Hamid Baeidinejad, Iran's ambassador to Britain, said in a tweet Friday that the British government's move violates worldwide law.

However, Iran refuses to recognise dual nationals so does not recognise Mrs Zaghari-Ratcliffe's right to be represented by Britain.

The announcement was welcomed by her husband, Richard Ratcliffe, who has been lobbying ministers to take the step for some time.

The decision to elevate Mrs Zaghari-Ratcliffe's case could see tensions increase between London and Tehran.

The practical implication of such an elevation depends largely on how the FCO chooses to respond, but it could mean the case is raised on the worldwide stage and in extremis, could lead to sanctions, and requests for reparations on the basis that Britain is the victim of an unlawful act.
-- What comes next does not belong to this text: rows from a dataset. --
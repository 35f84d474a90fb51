// Copyright Materialize, Inc. All rights reserved.
//
// Licensed under the Apache License, Version 2.0 (the "License");
// you may not use this file except in compliance with the License.
// You may obtain a copy of the License in the LICENSE file at the
// root of this repository, or online at
//
//     http://www.apache.org/licenses/LICENSE-2.0
//
// Unless required by applicable law or agreed to in writing, software
// distributed under the License is distributed on an "AS IS" BASIS,
// WITHOUT WARRANTIES OR CONDITIONS OF ANY KIND, either express or implied.
// See the License for the specific language governing permissions and
// limitations under the License.

use std::cmp::Ordering;
use std::error::Error;

use moneta::{
    AllocateOptions, Context, CurrencyMismatchError, DivisionError, DivisionErrorCode,
    ExchangeRate, InvalidInputError, Money, ParseDecimalError, ParseMoneyError,
    PrecisionLossCode, PrecisionLossError, Rational, ScaledDecimal,
};

use crate::ast;

/// The result expected of a test whose operation must fail.
const NO_RESULT: &str = "?";

pub enum Outcome {
    Passed,
    Failed { cause: Box<dyn Error> },
    Skipped,
}

pub trait Report {
    fn start_file(&mut self, file: &ast::File);
    fn finish_file(&mut self);
    fn start_test(&mut self, test: &ast::Test);
    fn finish_test(&mut self, outcome: Outcome);
}

/// Why evaluating a test stopped short of a result.
enum Signal {
    /// An operand is a `#` placeholder.
    Skip,
    /// The script itself is malformed.
    Failure(Box<dyn Error>),
    /// moneta refused the operation.
    Error(moneta::Error),
}

impl Signal {
    fn failure<S>(message: S) -> Signal
    where
        S: Into<String>,
    {
        let message = message.into();
        Signal::Failure(message.into())
    }
}

macro_rules! impl_from_error {
    ($($t:ty),*) => {
        $(
            impl From<$t> for Signal {
                fn from(e: $t) -> Signal {
                    Signal::Error(e.into())
                }
            }
        )*
    };
}

impl_from_error!(
    moneta::Error,
    ParseDecimalError,
    ParseMoneyError,
    CurrencyMismatchError,
    DivisionError,
    PrecisionLossError,
    InvalidInputError
);

/// Settings carried from directives to the tests that follow them.
struct Runner {
    cx: Context,
    options: AllocateOptions,
}

impl Runner {
    fn new() -> Runner {
        Runner {
            cx: Context::default(),
            options: AllocateOptions::default(),
        }
    }
}

pub fn run_file<R>(reporter: &mut R, file: &ast::File) -> Result<(), Box<dyn Error>>
where
    R: Report,
{
    reporter.start_file(file);
    let mut runner = Runner::new();
    for line in &file.lines {
        match line {
            ast::Line::Directive(directive) => run_directive(&mut runner, reporter, directive)?,
            ast::Line::Test(test) => run_test(&runner, reporter, test),
        }
    }
    reporter.finish_file();
    Ok(())
}

fn run_directive<R>(
    runner: &mut Runner,
    reporter: &mut R,
    directive: &ast::Directive,
) -> Result<(), Box<dyn Error>>
where
    R: Report,
{
    log::debug!("{}", directive);
    match directive {
        ast::Directive::Fractional(b) => runner.options.distribute_fractional_units = *b,
        ast::Directive::Include(file) => run_file(reporter, file)?,
        ast::Directive::MaxBits(bits) => runner.cx.set_max_bits(*bits)?,
        ast::Directive::Precision(p) => runner.cx.set_precision(*p)?,
        ast::Directive::Rounding(mode) => runner.cx.set_rounding(*mode),
        ast::Directive::Version(_) => (),
    }
    Ok(())
}

fn run_test<R>(runner: &Runner, reporter: &mut R, test: &ast::Test)
where
    R: Report,
{
    reporter.start_test(test);
    let outcome = match evaluate(runner, &test.operation) {
        Ok(actual) => check_result(test, Ok(actual)),
        Err(Signal::Error(e)) => check_result(test, Err(e)),
        Err(Signal::Failure(cause)) => Outcome::Failed { cause },
        Err(Signal::Skip) => Outcome::Skipped,
    };
    reporter.finish_test(outcome);
}

fn evaluate(runner: &Runner, operation: &ast::Operation) -> Result<String, Signal> {
    let cx = &runner.cx;
    let result = match operation {
        ast::Operation::Abs(n) => decimal(n)?.abs().to_string(),
        ast::Operation::Add(lhs, rhs) => (&decimal(lhs)? + &decimal(rhs)?).to_string(),
        ast::Operation::Apply(n) => decimal(n)?.to_string(),
        ast::Operation::Compare(lhs, rhs) => ordering(decimal(lhs)?.cmp(&decimal(rhs)?)),
        ast::Operation::Divide(lhs, rhs) => decimal(lhs)?.divide(&decimal(rhs)?)?.to_string(),
        ast::Operation::DivideInt(lhs, rhs) => {
            let rhs = decimal(rhs)?;
            if rhs.scale() != 0 {
                return Err(Signal::failure(format!("{} is not an integer", rhs)));
            }
            decimal(lhs)?.divide_by_integer(rhs.into_value())?.to_string()
        }
        ast::Operation::Minus(n) => (-decimal(n)?).to_string(),
        ast::Operation::Multiply(lhs, rhs) => (&decimal(lhs)? * &decimal(rhs)?).to_string(),
        ast::Operation::MultiplyExact(lhs, rhs) => {
            decimal(lhs)?.multiply_exact(&decimal(rhs)?).to_string()
        }
        ast::Operation::Normalize(n, scale) => {
            decimal(n)?.normalize(integer(scale)?, false)?.to_string()
        }
        ast::Operation::NormalizeLossy(n, scale) => {
            decimal(n)?.normalize(integer(scale)?, true)?.to_string()
        }
        ast::Operation::Reduce(n) => decimal(n)?.reduce().to_string(),
        ast::Operation::Rescale(n, scale) => decimal(n)?
            .rescale(integer(scale)?, cx.rounding())
            .to_string(),
        ast::Operation::Subtract(lhs, rhs) => (&decimal(lhs)? - &decimal(rhs)?).to_string(),
        ast::Operation::RatString(r) => {
            let precision = match cx.budget() {
                moneta::PrecisionBudget::Digits(digits) => digits,
                moneta::PrecisionBudget::Bits(_) => moneta::DEFAULT_STRING_PRECISION,
            };
            rational(r)?.to_decimal_string(precision)
        }
        ast::Operation::Round(r) => rational(r)?.round(cx.rounding()).to_string(),
        ast::Operation::ToScaled(r) => rational(r)?.to_scaled()?.to_string(),
        ast::Operation::ToScaledLossy(r) => rational(r)?.to_scaled_lossy(cx).to_string(),
        ast::Operation::Allocate(m, ratios) => {
            let ratios = ratios
                .split(',')
                .map(rational)
                .collect::<Result<Vec<_>, _>>()?;
            amounts(&money(m)?.allocate(&ratios, runner.options)?)
        }
        ast::Operation::Balance(m) => money(m)?.balance_with(cx).to_string(),
        ast::Operation::Concretize(m) => {
            let (concrete, change) = money(m)?.concretize();
            amounts(&[concrete, change])
        }
        ast::Operation::Convert(m, from, to) => {
            let rate = ExchangeRate::new(money(from)?, money(to)?)?;
            let converted = money(m)?.convert(&rate)?;
            format!("{} {}", converted.currency(), converted.to_rational())
        }
        ast::Operation::DecimalString(m, max) => {
            let max = match max.as_str() {
                "-" => None,
                max => Some(integer(max)?),
            };
            money(m)?
                .decimal_string(max, cx.rounding())
                .into_string()
        }
        ast::Operation::Distribute(m, n) => {
            let n = integer(n)?;
            amounts(&money(m)?.distribute(n as usize, runner.options)?)
        }
        ast::Operation::MoneyAdd(lhs, rhs) => money(lhs)?.add(&money(rhs)?)?.to_string(),
        ast::Operation::MoneyCompare(lhs, rhs) => ordering(money(lhs)?.compare(&money(rhs)?)?),
        ast::Operation::MoneySubtract(lhs, rhs) => {
            money(lhs)?.subtract(&money(rhs)?)?.to_string()
        }
        ast::Operation::Parse(m) => money(m)?.to_string(),
    };
    Ok(result)
}

fn check_result(test: &ast::Test, actual: Result<String, moneta::Error>) -> Outcome {
    let expected_conditions = || {
        let conditions: Vec<_> = test.conditions.iter().map(|c| c.to_string()).collect();
        conditions.join(", ")
    };
    match actual {
        Ok(actual) if test.conditions.is_empty() && actual == test.result => Outcome::Passed,
        Ok(actual) if test.conditions.is_empty() => Outcome::Failed {
            cause: format!("got {} but expected {}", actual, test.result).into(),
        },
        Ok(actual) => Outcome::Failed {
            cause: format!("got {} but expected {}", actual, expected_conditions()).into(),
        },
        Err(e) => {
            let condition = condition(&e);
            if test.result == NO_RESULT && test.conditions.contains(&condition) {
                Outcome::Passed
            } else {
                Outcome::Failed {
                    cause: format!(
                        "got {} ({}) but expected {} {}",
                        condition,
                        e,
                        test.result,
                        expected_conditions()
                    )
                    .into(),
                }
            }
        }
    }
}

fn condition(e: &moneta::Error) -> ast::Condition {
    match e {
        moneta::Error::Decimal(_) => ast::Condition::ConversionSyntax,
        moneta::Error::Parse(_) => ast::Condition::ParseError,
        moneta::Error::CurrencyMismatch(_) => ast::Condition::CurrencyMismatch,
        moneta::Error::Division(e) => match e.code() {
            DivisionErrorCode::DivisionByZero => ast::Condition::DivisionByZero,
            DivisionErrorCode::RequiresRounding => ast::Condition::RequiresRounding,
            DivisionErrorCode::InvalidDivisor => ast::Condition::InvalidDivisor,
        },
        moneta::Error::PrecisionLoss(e) => match e.code() {
            PrecisionLossCode::NotPowerOfTen => ast::Condition::NotPowerOfTen,
            PrecisionLossCode::ScaleReduction => ast::Condition::ScaleReduction,
        },
        moneta::Error::InvalidInput(_) => ast::Condition::InvalidInput,
    }
}

fn placeholder(operand: &str) -> Result<(), Signal> {
    if operand == "#" {
        Err(Signal::Skip)
    } else {
        Ok(())
    }
}

fn decimal(operand: &str) -> Result<ScaledDecimal, Signal> {
    placeholder(operand)?;
    Ok(operand.parse()?)
}

/// Parses `p/q`, where both sides are decimals, or a lone decimal.
fn rational(operand: &str) -> Result<Rational, Signal> {
    placeholder(operand)?;
    match operand.split_once('/') {
        Some((p, q)) => {
            let p = Rational::from(decimal(p)?);
            let q = Rational::from(decimal(q)?);
            Ok(p.checked_div(&q)?)
        }
        None => Ok(Rational::from(decimal(operand)?)),
    }
}

fn money(operand: &str) -> Result<Money, Signal> {
    placeholder(operand)?;
    Ok(operand.parse()?)
}

fn integer(operand: &str) -> Result<u32, Signal> {
    placeholder(operand)?;
    operand
        .parse()
        .map_err(|e| Signal::failure(format!("invalid integer operand \"{}\": {}", operand, e)))
}

fn ordering(o: Ordering) -> String {
    match o {
        Ordering::Less => "-1".into(),
        Ordering::Equal => "0".into(),
        Ordering::Greater => "1".into(),
    }
}

fn amounts(shares: &[Money]) -> String {
    let shares: Vec<_> = shares.iter().map(|m| m.amount().to_string()).collect();
    shares.join(" ")
}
Last August, the mother was unexpectedly released for a three-day furlough and was reunited with members of her family including her daughter Gabriella outside the Iranian capital. Her plight has been highlighted by an articulate campaign mounted by her husband Richard.

He said she had refused to cooperate and had since been feeling "very low".

Other initial steps that the United Kingdom could take include lodging an official diplomatic protest with Iran, and requesting that formal negotiations are held to resolve the dispute.

She maintains her innocence, and says she was on holiday in Iran taking her daughter Gabriella to visit her parents.